My brain, which I was trying to protect and serve with my regimented wellness checklist, was suffering from a lack of novelty, as was my mind. The brain (the physical structure) had been flooded with stress signals, which decreases its ability to complete more complex functions, including the formation of memory. When all your energy is shuttled into worrying, there’s little brainpower left to remember even nice bits of mundane life, like sunny days spent in the yard planting bulbs or starry nights spent learning constellations. Not only that, but my brain has been having trouble finding memories because of the lack of landmarks. In an interview with the BBC, Catherine Loveday, professor of cognitive neuroscience from the University of Westminster describes the phenomenon as akin to “trying to play a piano when there are no black keys to help you find your way around.”

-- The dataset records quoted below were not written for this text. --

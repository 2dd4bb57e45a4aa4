use anyhow::{Context, Result};
use once_cell::sync::OnceCell;
use reqwest::blocking::Client;

use crate::config::Config;

const USER_AGENT: &str = "Mozilla/5.0 (gridiron_dataset)";

static CLIENT: OnceCell<Client> = OnceCell::new();

/// Shared client for every fetch worker. Built from the first config it sees;
/// the idle pool is sized to the worker count so a full fan-out reuses connections.
pub fn http_client(config: &Config) -> Result<&'static Client> {
    CLIENT.get_or_try_init(|| {
        Client::builder()
            .timeout(config.request_timeout)
            .danger_accept_invalid_certs(config.accept_invalid_certs)
            .pool_max_idle_per_host(config.fetch_parallelism.max(1) * 2)
            .user_agent(USER_AGENT)
            .build()
            .context("failed to build http client")
    })
}
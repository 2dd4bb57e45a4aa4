use std::fmt;

use indexmap::IndexMap;

const WEEK_PREFIX: &str = "week_";
const WON_SUFFIX: &str = "_won";
const OPPONENT_SUFFIX: &str = "_opponent";

#[derive(Debug, Clone, PartialEq)]
pub enum StatValue {
    Int(i64),
    Float(f64),
    Text(String),
}

impl StatValue {
    /// Infer the value type from its stored text: integer, then float, then text.
    pub fn parse(raw: &str) -> Self {
        let raw = raw.trim();
        if let Ok(n) = raw.parse::<i64>() {
            return StatValue::Int(n);
        }
        let numeric_start = raw
            .chars()
            .next()
            .is_some_and(|c| c.is_ascii_digit() || c == '-' || c == '.' || c == '+');
        if numeric_start && let Ok(f) = raw.parse::<f64>() {
            return StatValue::Float(f);
        }
        StatValue::Text(raw.to_string())
    }

    pub fn as_i64(&self) -> Option<i64> {
        match self {
            StatValue::Int(n) => Some(*n),
            _ => None,
        }
    }

    pub fn as_text(&self) -> Option<&str> {
        match self {
            StatValue::Text(s) => Some(s),
            _ => None,
        }
    }
}

impl fmt::Display for StatValue {
    fn fmt(&self, f: &mut fmt::Formatter<'_>) -> fmt::Result {
        match self {
            StatValue::Int(n) => write!(f, "{n}"),
            // Debug keeps a trailing ".0" on whole floats so they reload as floats.
            StatValue::Float(x) => write!(f, "{x:?}"),
            StatValue::Text(s) => f.write_str(s),
        }
    }
}

impl From<i64> for StatValue {
    fn from(value: i64) -> Self {
        StatValue::Int(value)
    }
}

impl From<i32> for StatValue {
    fn from(value: i32) -> Self {
        StatValue::Int(i64::from(value))
    }
}

impl From<f64> for StatValue {
    fn from(value: f64) -> Self {
        StatValue::Float(value)
    }
}

impl From<&str> for StatValue {
    fn from(value: &str) -> Self {
        StatValue::Text(value.to_string())
    }
}

/// How a record field participates in synthesis.
#[derive(Debug, Clone, Copy, PartialEq, Eq)]
pub enum FieldKind<'a> {
    /// Season aggregate, carried into feature rows.
    Stat,
    WeekWon(&'a str),
    WeekOpponent(&'a str),
    /// Any other `week_` field; treated as schedule data and never a feature.
    WeekOther,
}

pub fn classify_field(name: &str) -> FieldKind<'_> {
    let Some(rest) = name.strip_prefix(WEEK_PREFIX) else {
        return FieldKind::Stat;
    };
    if let Some(week) = rest.strip_suffix(WON_SUFFIX)
        && !week.is_empty()
    {
        return FieldKind::WeekWon(week);
    }
    if let Some(week) = rest.strip_suffix(OPPONENT_SUFFIX)
        && !week.is_empty()
    {
        return FieldKind::WeekOpponent(week);
    }
    FieldKind::WeekOther
}

pub fn week_won_field(week: &str) -> String {
    format!("{WEEK_PREFIX}{week}{WON_SUFFIX}")
}

pub fn week_opponent_field(week: &str) -> String {
    format!("{WEEK_PREFIX}{week}{OPPONENT_SUFFIX}")
}

/// Season stats for one team. Field order is insertion order and is the column
/// order used on disk.
#[derive(Debug, Clone, PartialEq, Default)]
pub struct StatRecord {
    fields: IndexMap<String, StatValue>,
}

impl StatRecord {
    pub fn new() -> Self {
        Self::default()
    }

    /// Insert or overwrite. An overwrite keeps the field's original position.
    pub fn insert(&mut self, name: impl Into<String>, value: impl Into<StatValue>) {
        self.fields.insert(name.into(), value.into());
    }

    /// Append every field of `other`; later values win on a name clash.
    pub fn merge(&mut self, other: StatRecord) {
        for (name, value) in other.fields {
            self.insert(name, value);
        }
    }

    pub fn get(&self, name: &str) -> Option<&StatValue> {
        self.fields.get(name)
    }

    pub fn len(&self) -> usize {
        self.fields.len()
    }

    pub fn is_empty(&self) -> bool {
        self.fields.is_empty()
    }

    pub fn iter(&self) -> impl Iterator<Item = (&str, &StatValue)> {
        self.fields.iter().map(|(k, v)| (k.as_str(), v))
    }

    pub fn names(&self) -> impl Iterator<Item = &str> {
        self.fields.keys().map(String::as_str)
    }

    /// Season aggregates only, in record order.
    pub fn stat_fields(&self) -> impl Iterator<Item = (&str, &StatValue)> {
        self.iter()
            .filter(|(name, _)| classify_field(name) == FieldKind::Stat)
    }

    /// Weeks that recorded an opponent, in the order the opponent fields appear.
    pub fn opponent_weeks(&self) -> impl Iterator<Item = (&str, &StatValue)> {
        self.iter().filter_map(|(name, value)| match classify_field(name) {
            FieldKind::WeekOpponent(week) => Some((week, value)),
            _ => None,
        })
    }

    pub fn week_won(&self, week: &str) -> Option<&StatValue> {
        self.get(&week_won_field(week))
    }
}

impl FromIterator<(String, StatValue)> for StatRecord {
    fn from_iter<T: IntoIterator<Item = (String, StatValue)>>(iter: T) -> Self {
        let mut record = StatRecord::new();
        for (name, value) in iter {
            record.insert(name, value);
        }
        record
    }
}

#[cfg(test)]
mod tests {
    use super::{FieldKind, StatRecord, StatValue, classify_field};

    #[test]
    fn values_round_trip_through_text() {
        for value in [
            StatValue::Int(7),
            StatValue::Int(-3),
            StatValue::Float(1.0),
            StatValue::Float(0.5),
            StatValue::Float(230.0 / 30.0),
            StatValue::Text("sfo".to_string()),
        ] {
            assert_eq!(StatValue::parse(&value.to_string()), value);
        }
    }

    #[test]
    fn codes_parse_as_text() {
        assert_eq!(StatValue::parse("nan"), StatValue::Text("nan".to_string()));
        assert_eq!(StatValue::parse("inf"), StatValue::Text("inf".to_string()));
    }

    #[test]
    fn classifies_week_fields() {
        assert_eq!(classify_field("yards_per_carry"), FieldKind::Stat);
        assert_eq!(classify_field("week_3_won"), FieldKind::WeekWon("3"));
        assert_eq!(
            classify_field("week_WildCard_opponent"),
            FieldKind::WeekOpponent("WildCard")
        );
        assert_eq!(classify_field("week_notes"), FieldKind::WeekOther);
    }

    #[test]
    fn insert_keeps_first_position() {
        let mut record = StatRecord::new();
        record.insert("a", 1);
        record.insert("b", 2);
        record.insert("a", 3);
        assert_eq!(record.names().collect::<Vec<_>>(), vec!["a", "b"]);
        assert_eq!(record.get("a"), Some(&StatValue::Int(3)));
    }

    #[test]
    fn stat_fields_exclude_schedule() {
        let mut record = StatRecord::new();
        record.insert("offense_rank", 4);
        record.insert("week_1_won", 1);
        record.insert("week_1_opponent", "sfo");
        record.insert("yards_per_pass", 7.1);
        let names = record.stat_fields().map(|(n, _)| n).collect::<Vec<_>>();
        assert_eq!(names, vec!["offense_rank", "yards_per_pass"]);
        let weeks = record.opponent_weeks().map(|(w, _)| w).collect::<Vec<_>>();
        assert_eq!(weeks, vec!["1"]);
    }
}
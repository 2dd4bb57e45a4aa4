use std::path::PathBuf;

use anyhow::{Context, Result, anyhow};

use gridiron_dataset::config::Config;
use gridiron_dataset::fetch::HttpSource;
use gridiron_dataset::ingest;

fn main() -> Result<()> {
    let _ = dotenvy::from_filename(".env.local");
    let _ = dotenvy::from_filename(".env");
    env_logger::Builder::from_env(env_logger::Env::default().default_filter_or("info"))
        .format_timestamp(None)
        .init();

    let output = parse_output_arg().context("missing required --output <dir>")?;
    let year = parse_year_arg().ok_or_else(|| anyhow!("missing required --year <year>"))?;

    let config = Config::from_env();
    let source = HttpSource::new(&config)?;
    let summary = ingest::acquire_season(&config, &source, &output, year)?;
    let summary_path = ingest::write_summary(&summary)?;

    println!("Season {} acquisition complete", summary.year);
    println!("Output: {}", summary.output_dir.display());
    println!("Teams: {}/{}", summary.teams_succeeded, summary.teams_total);
    println!("Timeout retries: {}", summary.retries);
    println!("Summary: {}", summary_path.display());
    if !summary.errors.is_empty() {
        println!("Errors: {}", summary.errors.len());
        for err in &summary.errors {
            println!(" - {err}");
        }
    }

    Ok(())
}

fn parse_output_arg() -> Option<PathBuf> {
    arg_value(&["--output", "-o"])
        .map(|raw| raw.trim().to_string())
        .filter(|raw| !raw.is_empty())
        .map(PathBuf::from)
}

fn parse_year_arg() -> Option<u16> {
    arg_value(&["--year", "-y"]).and_then(|raw| raw.trim().parse::<u16>().ok())
}

fn arg_value(names: &[&str]) -> Option<String> {
    let args = std::env::args().skip(1).collect::<Vec<_>>();
    for (idx, arg) in args.iter().enumerate() {
        for name in names {
            if let Some(value) = arg
                .strip_prefix(name)
                .and_then(|rest| rest.strip_prefix('='))
            {
                return Some(value.to_string());
            }
            if arg.as_str() == *name
                && let Some(next) = args.get(idx + 1)
            {
                return Some(next.clone());
            }
        }
    }
    None
}
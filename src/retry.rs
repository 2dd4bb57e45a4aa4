use std::time::Duration;

#[derive(Debug, Clone, PartialEq, Eq)]
pub struct RetryPolicy {
    /// Total attempts allowed, including the first. 0 means unbounded.
    pub max_attempts: u32,
    /// Backoff base. 0 retries immediately.
    pub base_delay_ms: u64,
    pub max_delay_ms: u64,
}

impl Default for RetryPolicy {
    fn default() -> Self {
        Self {
            max_attempts: 0,
            base_delay_ms: 0,
            max_delay_ms: 30_000,
        }
    }
}

impl RetryPolicy {
    pub fn unbounded() -> Self {
        Self::default()
    }

    pub fn capped(max_attempts: u32) -> Self {
        Self {
            max_attempts,
            ..Self::default()
        }
    }

    /// Whether another attempt may follow `attempts_made` failed ones.
    pub fn should_retry(&self, attempts_made: u32) -> bool {
        self.max_attempts == 0 || attempts_made < self.max_attempts
    }

    /// Delay before the retry that follows failed attempt number `attempt` (1-based).
    ///
    /// min(max_delay, base_delay * 2^(attempt-1))
    pub fn backoff(&self, attempt: u32) -> Duration {
        if self.base_delay_ms == 0 {
            return Duration::ZERO;
        }
        let exponent = attempt.saturating_sub(1);
        let multiplier = if exponent >= 32 {
            u64::MAX
        } else {
            1u64 << exponent
        };
        let delay = self
            .base_delay_ms
            .saturating_mul(multiplier)
            .min(self.max_delay_ms);
        Duration::from_millis(delay)
    }
}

The “black keys” on this metaphorical piano could be anything, but Loveday stresses the importance of geographical locations. Going somewhere new, seeing something different, even driving to a place you know well but taking another route—all these things tax your brain in just the right way. Or rather, it taxes the right part: the hippocampus. While other parts of my brain that deal with stress and threat have been getting a daily workout (the amygdala and the brain stem), my hippocampus has been… quiet. Lazy. Atrophying. Researchers believe that the hippocampus is where we store new knowledge, where we learn. It’s a part of the brain that keeps my mind (the conscious portion of myself that thinks) happy.

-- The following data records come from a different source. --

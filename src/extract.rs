//! Season stat extraction from a team's overview and advanced pages.
//!
//! Every lookup is positional. The overview aggregates are described by a
//! declarative cell schema; the schedule and the advanced tables use fixed
//! column constants. Any layout drift surfaces as an `ExtractError`.

use scraper::Html;

use crate::errors::ExtractError;
use crate::html_table::{CellScope, TableGrid, unwrap_fragment};
use crate::record::{StatRecord, StatValue, week_opponent_field, week_won_field};
use crate::teams::TeamCode;

#[derive(Debug, Clone, Copy, PartialEq, Eq)]
pub enum CellKind {
    Int,
    Float,
}

/// One directly copied cell: row and column inside a table grid.
#[derive(Debug, Clone, Copy)]
pub struct CellSpec {
    pub row: usize,
    pub col: usize,
    pub kind: CellKind,
    pub field: &'static str,
}

/// A field derived as numerator cell / denominator cell.
#[derive(Debug, Clone, Copy)]
pub struct RatioSpec {
    pub field: &'static str,
    pub numerator: (usize, usize),
    pub denominator: (usize, usize),
}

const TEAM_STATS_TABLE: &str = "team_stats";
// Rows of #team_stats (header rows included): 2 team, 3 opponents, 4/5 league ranks.
pub const OVERALL_SCHEMA: &[CellSpec] = &[
    CellSpec {
        row: 3,
        col: 17,
        kind: CellKind::Float,
        field: "allowed_yards_per_carry",
    },
    CellSpec {
        row: 4,
        col: 0,
        kind: CellKind::Int,
        field: "offense_rank",
    },
    CellSpec {
        row: 5,
        col: 0,
        kind: CellKind::Int,
        field: "defense_rank",
    },
];

pub const EXTENDED_OVERALL_RATIOS: &[RatioSpec] = &[
    RatioSpec {
        field: "turnovers_given_per_play",
        numerator: (2, 4),
        denominator: (2, 0),
    },
    RatioSpec {
        field: "turnovers_taken_per_play",
        numerator: (3, 4),
        denominator: (3, 0),
    },
    RatioSpec {
        field: "penalties_per_play",
        numerator: (2, 19),
        denominator: (2, 0),
    },
];

pub const EXTENDED_OVERALL_SCHEMA: &[CellSpec] = &[
    CellSpec {
        row: 2,
        col: 29,
        kind: CellKind::Float,
        field: "pts_per_drive",
    },
    CellSpec {
        row: 3,
        col: 29,
        kind: CellKind::Float,
        field: "allowed_pts_per_drive",
    },
];

const GAMES_TABLE: &str = "games";
const GAMES_HEADER_ROWS: usize = 2;
const GAME_WEEK_COL: usize = 0;
const GAME_OUTCOME_COL: usize = 5;
const GAME_OPPONENT_COL: usize = 9;
const WIN_SYMBOL: &str = "W";
const TEAMS_PATH_SEGMENT: &str = "teams";

const AIR_YARDS_TABLE: &str = "advanced_air_yards";
const AIR_YARDS_HEADER_ROWS: usize = 2;
const AIR_CMP_COL: usize = 5;
const AIR_ATT_COL: usize = 6;
const AIR_YDS_COL: usize = 7;

const RUSHING_CONTAINER: &str = "all_advanced_rushing";
const RUSH_ATT_COL: usize = 5;
const RUSH_YDS_COL: usize = 6;

const DEFENSE_CONTAINER: &str = "all_advanced_defense";
const DEF_INT_COL: usize = 5;
const DEF_ATT_COL: usize = 6;
const DEF_CMP_COL: usize = 7;
const DEF_SACKS_COL: usize = 20;

#[derive(Debug, Clone, Copy, Default)]
pub struct ExtractOptions {
    /// Append the extended overall group (turnover, penalty and scoring rates).
    pub extended_overall: bool,
}

/// Parse both documents and merge the groups in canonical order:
/// overall, passing, rushing, defensive, then the weekly schedule fields.
pub fn extract_season(
    overview_html: &str,
    advanced_html: &str,
    options: ExtractOptions,
) -> Result<StatRecord, ExtractError> {
    let overview = Html::parse_document(overview_html);
    let advanced = Html::parse_document(advanced_html);

    let mut record = extract_overall(&overview, options)?;
    record.merge(extract_passing(&advanced)?);
    record.merge(extract_rushing(&advanced)?);
    record.merge(extract_defensive(&advanced)?);
    record.merge(extract_record(&overview)?);
    Ok(record)
}

pub fn extract_overall(doc: &Html, options: ExtractOptions) -> Result<StatRecord, ExtractError> {
    let grid = TableGrid::by_id(doc, TEAM_STATS_TABLE, CellScope::Data)?;
    let mut record = read_cells(&grid, OVERALL_SCHEMA)?;
    if options.extended_overall {
        for spec in EXTENDED_OVERALL_RATIOS {
            let numerator = grid.float(spec.numerator.0, spec.numerator.1)?;
            let denominator = grid.float(spec.denominator.0, spec.denominator.1)?;
            record.insert(spec.field, ratio(spec.field, numerator, denominator)?);
        }
        record.merge(read_cells(&grid, EXTENDED_OVERALL_SCHEMA)?);
    }
    Ok(record)
}

/// Weekly outcomes from the schedule table.
///
/// Rows with an empty outcome (byes, unplayed games) are skipped. The opponent
/// code is taken from the opponent cell's link; when it cannot be resolved only
/// the outcome is kept for that week.
pub fn extract_record(doc: &Html) -> Result<StatRecord, ExtractError> {
    let grid = TableGrid::by_id(doc, GAMES_TABLE, CellScope::All)?;
    let mut record = StatRecord::new();
    for (row, _) in grid.rows_from(GAMES_HEADER_ROWS) {
        let week = grid.text(row, GAME_WEEK_COL)?;
        let outcome = grid.text(row, GAME_OUTCOME_COL)?;
        if outcome.is_empty() {
            continue;
        }
        let won = if outcome == WIN_SYMBOL { 1 } else { 0 };
        record.insert(week_won_field(week), won);

        let opponent = grid
            .cell(row, GAME_OPPONENT_COL)
            .ok()
            .and_then(|cell| cell.href.as_deref())
            .and_then(opponent_code_from_href);
        if let Some(code) = opponent {
            record.insert(week_opponent_field(week), code.as_str());
        }
    }
    Ok(record)
}

/// `/teams/<code>/<year>.htm` -> `<code>`, for codes in the registry only.
fn opponent_code_from_href(href: &str) -> Option<TeamCode> {
    let mut segments = href.trim().split('/');
    if !segments.next()?.is_empty() || segments.next()? != TEAMS_PATH_SEGMENT {
        return None;
    }
    TeamCode::from_code(segments.next()?)
}

/// Completion rate and yards per attempt over season sums of the per-game rows.
pub fn extract_passing(doc: &Html) -> Result<StatRecord, ExtractError> {
    let grid = TableGrid::by_id(doc, AIR_YARDS_TABLE, CellScope::Data)?;
    let mut completions = 0i64;
    let mut attempts = 0i64;
    let mut yards = 0i64;
    for (row, _) in grid.rows_from(AIR_YARDS_HEADER_ROWS) {
        completions += grid.int(row, AIR_CMP_COL)?;
        attempts += grid.int(row, AIR_ATT_COL)?;
        yards += grid.int(row, AIR_YDS_COL)?;
    }

    let mut record = StatRecord::new();
    record.insert(
        "completion_percent",
        ratio("completion_percent", completions as f64, attempts as f64)?,
    );
    record.insert(
        "yards_per_pass",
        ratio("yards_per_pass", yards as f64, attempts as f64)?,
    );
    Ok(record)
}

/// Yards per carry from the season-total footer of the hidden rushing table.
pub fn extract_rushing(doc: &Html) -> Result<StatRecord, ExtractError> {
    let totals = hidden_footer(doc, RUSHING_CONTAINER)?;
    let attempts = totals.int(0, RUSH_ATT_COL)?;
    let yards = totals.int(0, RUSH_YDS_COL)?;

    let mut record = StatRecord::new();
    record.insert(
        "yards_per_carry",
        ratio("yards_per_carry", yards as f64, attempts as f64)?,
    );
    Ok(record)
}

/// Rates over opponent pass attempts from the hidden defense table footer.
pub fn extract_defensive(doc: &Html) -> Result<StatRecord, ExtractError> {
    let totals = hidden_footer(doc, DEFENSE_CONTAINER)?;
    let interceptions = totals.int(0, DEF_INT_COL)? as f64;
    let attempts = totals.int(0, DEF_ATT_COL)? as f64;
    let completions = totals.int(0, DEF_CMP_COL)? as f64;
    let sacks = totals.float(0, DEF_SACKS_COL)?;

    let mut record = StatRecord::new();
    record.insert(
        "taken_ints_per_pass",
        ratio("taken_ints_per_pass", interceptions, attempts)?,
    );
    record.insert(
        "allowed_completion_percent",
        ratio("allowed_completion_percent", completions, attempts)?,
    );
    record.insert(
        "inflicted_sacks_per_pass",
        ratio("inflicted_sacks_per_pass", sacks, attempts)?,
    );
    Ok(record)
}

fn hidden_footer(doc: &Html, container_id: &str) -> Result<TableGrid, ExtractError> {
    let fragment = unwrap_fragment(doc, container_id)?;
    TableGrid::footer(&fragment, container_id, CellScope::Data)
}

fn read_cells(grid: &TableGrid, schema: &[CellSpec]) -> Result<StatRecord, ExtractError> {
    let mut record = StatRecord::new();
    for spec in schema {
        let value = match spec.kind {
            CellKind::Int => StatValue::Int(grid.int(spec.row, spec.col)?),
            CellKind::Float => StatValue::Float(grid.float(spec.row, spec.col)?),
        };
        record.insert(spec.field, value);
    }
    Ok(record)
}

fn ratio(field: &'static str, numerator: f64, denominator: f64) -> Result<f64, ExtractError> {
    if denominator == 0.0 {
        return Err(ExtractError::ZeroDenominator { field });
    }
    Ok(numerator / denominator)
}

#[cfg(test)]
mod tests {
    use super::opponent_code_from_href;
    use crate::teams::TeamCode;

    #[test]
    fn opponent_code_comes_from_team_links() {
        assert_eq!(
            opponent_code_from_href("/teams/sfo/2021.htm"),
            TeamCode::from_code("sfo")
        );
        assert_eq!(opponent_code_from_href("/boxscores/"), None);
        assert_eq!(opponent_code_from_href("/boxscores/202109120crd.htm"), None);
        assert_eq!(opponent_code_from_href("/players/1234"), None);
        assert_eq!(opponent_code_from_href("/teams/stl/1994.htm"), None);
        assert_eq!(opponent_code_from_href("sfo"), None);
    }
}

And that’s where events come back into the picture. An event typically requires going somewhere new, wearing something different, eating something unusual. It often means you are seeing people you don’t normally see, following codes of behavior you might not normally follow. It makes sense that I remember the funeral—I drove for hours to be there, navigating suburban streets I had never seen. I wore black trousers and leather loafers and a silk blouse that felt good and cold against my clammy skin. I made small talk with family members I hadn’t seen in months. I was thinking, hard, the entire time about where I was in the world, how I was in the world, what I was in the world.

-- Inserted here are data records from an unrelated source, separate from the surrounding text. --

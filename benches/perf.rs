use criterion::{Criterion, criterion_group, criterion_main};
use indexmap::IndexMap;
use std::hint::black_box;

use gridiron_dataset::extract::{ExtractOptions, extract_season};
use gridiron_dataset::features::{FeatureTable, synthesize};
use gridiron_dataset::record::StatRecord;
use gridiron_dataset::teams::{TeamCode, all_teams};

fn bench_extract_season(c: &mut Criterion) {
    c.bench_function("extract_season", |b| {
        b.iter(|| {
            let record = extract_season(
                black_box(OVERVIEW_HTML),
                black_box(ADVANCED_HTML),
                ExtractOptions::default(),
            )
            .unwrap();
            black_box(record.len());
        })
    });
}

/// A full league where every team plays the next team in the registry each week.
fn league_records(weeks: usize) -> IndexMap<TeamCode, StatRecord> {
    let teams = all_teams().collect::<Vec<_>>();
    let base = extract_season(OVERVIEW_HTML, ADVANCED_HTML, ExtractOptions::default())
        .expect("fixture season parses");
    teams
        .iter()
        .enumerate()
        .map(|(idx, team)| {
            let mut record = StatRecord::new();
            for (name, value) in base.stat_fields() {
                record.insert(name, value.clone());
            }
            for week in 1..=weeks {
                let opponent = teams[(idx + week) % teams.len()];
                record.insert(format!("week_{week}_won"), ((idx + week) % 2) as i64);
                record.insert(format!("week_{week}_opponent"), opponent.as_str());
            }
            (*team, record)
        })
        .collect()
}

fn bench_synthesize_league(c: &mut Criterion) {
    let records = league_records(17);
    c.bench_function("synthesize_league", |b| {
        b.iter(|| {
            let out = synthesize(black_box(&records));
            black_box(out.examples.len());
        })
    });
}

fn bench_feature_table(c: &mut Criterion) {
    let examples = synthesize(&league_records(17)).examples;
    c.bench_function("feature_table_build", |b| {
        b.iter(|| {
            let table = FeatureTable::from_examples(black_box(&examples));
            black_box(table.len());
        })
    });
}

criterion_group!(
    perf,
    bench_extract_season,
    bench_synthesize_league,
    bench_feature_table
);
criterion_main!(perf);

static OVERVIEW_HTML: &str = include_str!("../tests/fixtures/overview_2021.htm");
static ADVANCED_HTML: &str = include_str!("../tests/fixtures/advanced_2021.htm");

I’m grateful for the funeral because it was a meaningful tribute to someone I loved. But I’m also grateful because it reminded me of the fact that I want to do more than just survive this time; I want to remember entire days of my life.
I hope I won’t be going to another funeral for awhile, and sadly I don’t have any socially distanced weddings or baby showers on the horizon. But I can make my own special days for me, my husband, and my daughter. I can celebrate the shortest day of the year with blazing candles and big bowls of soup. I can drive new roads, listen to new albums, and greet strangers with an exaggerated smile, one that makes the most of my newly entrenched crowsfeet. I can break my habits and routines to celebrate anything I deem worth it, from death to life to love.